C'est cela, le quart, de Nikos Kavvadias. Des souvenirs d'hommes, rompus à la solitude et à la petite vérole, qui prient de ne pas être engloutis par les flots et pestent encore contre leur condition. Paru en 1954, le roman a l'aura de ces livres qu'on ne sait vraiment définir : récit de souvenirs, essai sur la condition de marin, profonde réflexion sur la condition humaine. On hésite, et on se laisse porter. Par ses phrases, concises, par ses mots qui, le temps d'une phrase, s'envolent en inspirations lyriques, par sa façon de dire, sans prendre le soin de présenter, et de relater et de transcrire les paroles des hommes qu'il a côtoyé, Nikos Kavvadias a construit une oeuvre dont il restera, plutôt que des images, une trace invisible dans l'esprit.

Sans cesse, ces mots, justement, reviennent aux femmes.
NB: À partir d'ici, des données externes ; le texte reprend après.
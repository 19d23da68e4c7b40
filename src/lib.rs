//! Transcriber Library
//!
//! Converts data-logger float tables (dBASE-family `.DAT` files) and their
//! legacy flat text exports into CSV files holding only the selected channels.
//!
//! Loggers record one channel per record and cycle through every channel for
//! each timestamp. The transcriber reads only the fields it needs from each
//! record, keeps the records of the selected channels and folds each cycle
//! back into a single wide row: `Date,Time,<channel>...`.
//!
//! # Features
//!
//! - **`cli`** (default): Build the `transcriber` command-line binary
//! - **`json`** (default): Serialize batch summaries as JSON
//! - **`serde`**: Derive serialization for the public data types
//!
//! # Quick Start
//!
//! ```rust,no_run
//! use transcriber::{convert_files, load_catalog, ConversionEvent, ConversionJob, PoolConfig};
//! use std::path::{Path, PathBuf};
//!
//! let catalog = load_catalog(Path::new("2026 10 19 0000 (Tagname).DAT")).unwrap();
//! let job = ConversionJob::new(catalog, &["Line1\\Speed", "Line1\\Temp"], None).unwrap();
//! let files = vec![PathBuf::from("2026 10 19 0000 (Float).DAT")];
//!
//! let summary = convert_files(&files, &job, &PoolConfig::default(), |event| {
//!     if let ConversionEvent::FileFailed { input, error } = event {
//!         eprintln!("{}: {}", input.display(), error);
//!     }
//! })
//! .unwrap();
//! println!("{} of {} files converted", summary.completed.len(), summary.total_files);
//! ```
//!
//! # Public API
//!
//! ## Conversion
//! - [`convert_files`] - Convert a batch of files on a bounded worker pool
//! - [`run_batch`] - Same, with any [`FileConverter`]
//! - [`ConversionJob`] - Validated per-job settings; converts single files
//!
//! ## Reading
//! - [`decode_table_header`] - Field layout of a binary table
//! - [`ReadPlan`] - Keep/skip plan with merged skip runs
//! - [`RecordStream`] - Seeking record reader over a table
//! - [`TableChannelSource`] / [`TextChannelSource`] - Selected channel readings
//! - [`Demultiplexer`] - Folds readings into output rows
//! - [`load_catalog`] - Channel catalog from a tag table or text list

pub mod coordinator;
pub mod demux;
pub mod error;
pub mod export;
pub mod parser;
pub mod types;
pub mod worker;

pub use coordinator::*;
pub use demux::*;
pub use error::*;
pub use export::*;
pub use parser::*;
pub use types::*;
pub use worker::*;
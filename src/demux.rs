//! Channel demultiplexing
//!
//! Sources yield one reading per selected channel, cycle after cycle, in
//! ascending catalog order. Every `width` consecutive readings form one output
//! row stamped with the date and time of the first reading in the group.
//!
//! The grouping is purely positional: a cycle missing a record shifts every
//! following row. An incomplete group left when the source runs dry is not
//! emitted; its size is available from [`Demultiplexer::dropped_readings`].

use crate::error::Result;
use crate::parser::ChannelSource;
use crate::types::OutputRow;

pub struct Demultiplexer<S: ChannelSource> {
    source: S,
    width: usize,
    /// Readings placed in the current group; equals `width` between groups
    pending: usize,
    current: Option<OutputRow>,
    dropped: usize,
    done: bool,
}

impl<S: ChannelSource> Demultiplexer<S> {
    /// `width` is the number of selected channels and must be at least 1
    pub fn new(source: S, width: usize) -> Self {
        let width = width.max(1);
        Self {
            source,
            width,
            pending: width,
            current: None,
            dropped: 0,
            done: false,
        }
    }

    /// Readings of an incomplete final group that were discarded
    pub fn dropped_readings(&self) -> usize {
        self.dropped
    }

    fn next_row(&mut self) -> Result<Option<OutputRow>> {
        while let Some(reading) = self.source.next_reading()? {
            if self.pending == self.width {
                let mut values = Vec::with_capacity(self.width);
                values.push(reading.value);
                self.current = Some(OutputRow {
                    date: reading.date,
                    time: reading.time,
                    values,
                });
                self.pending = 1;
            } else {
                if let Some(row) = self.current.as_mut() {
                    row.values.push(reading.value);
                }
                self.pending += 1;
            }

            if self.pending == self.width {
                return Ok(self.current.take());
            }
        }

        if let Some(partial) = self.current.take() {
            self.dropped = partial.values.len();
        }
        Ok(None)
    }
}

impl<S: ChannelSource> Iterator for Demultiplexer<S> {
    type Item = Result<OutputRow>;

    fn next(&mut self) -> Option<Self::Item> {
        if self.done {
            return None;
        }
        match self.next_row() {
            Ok(Some(row)) => Some(Ok(row)),
            Ok(None) => {
                self.done = true;
                None
            }
            Err(err) => {
                self.done = true;
                Some(Err(err))
            }
        }
    }
}
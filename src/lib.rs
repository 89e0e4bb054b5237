//! adhoc_dataset – composition and evaluation of ad-hoc tabular extracts.
//!
//! A caller describes an extract over a population of *subjects* without
//! writing a query:
//! * A [`descriptor::RowFilterDescriptor`] names a library filter template by key
//!   and supplies (untyped) parameter values for it.
//! * A [`descriptor::ColumnDescriptor`] does the same for a per-subject column.
//! * An [`descriptor::AdHocDataset`] holds the ordered filters and columns, the
//!   dataset-level parameters, and optionally a custom composition string such
//!   as `"1 AND (2 OR NOT 3)"` over the 1-based filter positions.
//!
//! The [`engine::Engine`] resolves every key against a
//! [`library::LibraryRegistry`], coerces parameter values against the declared
//! [`parameter::ParameterSpec`]s, fills unbound parameters with their
//! pass-through defaults, evaluates each filter, composes the results (all
//! positions AND-ed together unless told otherwise), and finally evaluates all
//! columns in one pass over the surviving subjects.
//!
//! ## Modules
//! * [`datatype`] – parameter types, collection kinds and typed values.
//! * [`convert`] – the type conversion seam and parameter value coercion.
//! * [`parameter`] – parameter specs, default mapping and instantiation.
//! * [`subject`] – subject id sets (roaring bitmaps) and preview capping.
//! * [`descriptor`] – the declarative dataset model.
//! * [`library`] – the registry of filter and column templates.
//! * [`evaluator`] – evaluator contracts, evaluation context and tables.
//! * [`composition`] – the composition string grammar (see `composition.pest`).
//! * [`compose`] – evaluation and composition of row filters.
//! * [`columns`] – column expansion and evaluation.
//! * [`engine`] – the `evaluate(descriptor, mode)` surface.
//! * [`population`] – an in-memory subject store implementing the evaluators.
//! * [`persist`] – SQLite storage for descriptors, run definitions and requests.
//! * [`lifecycle`] – save/load/purge of ad-hoc descriptors and garbage collection.
//! * [`config`] – settings.
//!
//! ## Evaluation modes
//! * `Full` – the table over the whole composed population.
//! * `RowFilterDiagnostic` – the combined subject set plus each filter's own set.
//! * `Preview` – the table over the first ten subjects of the composed
//!   population, with the uncapped combined set for "N total" reporting.
//!
//! ## Quick Start
//! ```
//! use adhoc_dataset::convert::StandardConverter;
//! use adhoc_dataset::descriptor::{AdHocDataset, ColumnDescriptor, RowFilterDescriptor};
//! use adhoc_dataset::engine::{Engine, EvaluationMode};
//! use adhoc_dataset::library::{Gender, Library};
//! use adhoc_dataset::population::{Population, Subject};
//!
//! let population = Population::from_subjects(vec![Subject {
//!     id: 1,
//!     uuid: "a1".into(),
//!     given_name: Some("Alice".into()),
//!     family_name: None,
//!     gender: Gender::Female,
//!     birthdate: None,
//! }]);
//! let library = Library::standard();
//! let converter = StandardConverter::with_resolver(&population);
//! let engine = Engine::new(&library, &converter, &population, &population);
//! let dataset = AdHocDataset::new("women")
//!     .with_row_filter(RowFilterDescriptor::new("females"))
//!     .with_column(ColumnDescriptor::new("givenName", "Given Name"));
//! let evaluation = engine.evaluate(&dataset, EvaluationMode::Full).unwrap();
//! assert_eq!(evaluation.table().unwrap().len(), 1);
//! ```
//!
//! ## Persistence
//! The [`persist::Persistor`] keeps saved descriptors, disposable run
//! definitions, run requests and rendering artifacts in SQLite. Saved ad-hoc
//! descriptors carry a name prefix (see [`lifecycle::AD_HOC_PREFIX`]) that is
//! never shown to callers. [`lifecycle::LifecycleManager::garbage_collect`] is
//! meant to be called periodically by whatever scheduler the host has.

pub mod columns;
pub mod compose;
pub mod composition;
pub mod config;
pub mod convert;
pub mod datatype;
pub mod descriptor;
pub mod engine;
pub mod error;
pub mod evaluator;
pub mod library;
pub mod lifecycle;
pub mod parameter;
pub mod persist;
pub mod population;
pub mod subject;

pub use error::{AdHocError, Result};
Mères, épouses, putains : le beau sexe n'a pas beaucoup de choix. Les marins, eux, en sont tout à la fois les bourreaux et les victimes. Car derrière la maltraitance des mots, cette façon de dire et de mépriser la femme, de la résumer à son caractère sexuel, il y a la souffrance d'en être constamment séparé. Et les souvenirs, qui rejaillissent dans le quart, sont rarement autre chose que des récits d'amours, souvent brèves, souvent intenses. Il y a cette Ecossaisse que le radio-télégraphiste aida à avorter dans un port de Ceylan. Il y a cette prostituée qui erre dans les ruines de Marseille en demandant des nouvelles de son ancien maquereau. Il y a aussi cette épouse qu'un marin retrouve dans les bras d'un autre, et qu'il se met à traiter comme les femmes qu'il croise dans les ports. Relation impossible et pourtant nécessaire entre ces hommes, qui vivent dans leur solitude (ne pas pleurer, ne pas dire qu'on a peur …), et ces femmes qui les accueillent, les cajolent, les rendent fous et se rendent maîtresses de toutes leurs discussions.

Patchwork littéraire qui met à l'honneur la condition humaine à travers celle du marin, le Quart est un objet littéraire qui ne ressemble à aucun autre. Ecrit dans le respect de ces hommes de la mer, dans l'urgence, aussi, de dire et de rester fidèle à ces heures passées dans le confinement, c'est un roman qui, malgré sa simplicité, est difficile à appréhender et à analyser, difficile à lire aussi, parfois, quand les personnages se bousculent, ne sont pas identifiés, car le plus important est ailleurs : le plus important, c'est ce qui est rapporté. Et, étant rapporté, survit. Comme une tombe ultime à tous ces anonymes, laissés dans des ports étrangers car trop malades pour être transportés, ou basculés par-dessus bord s'ils décédaient en pleine mer. Une tombe de mots.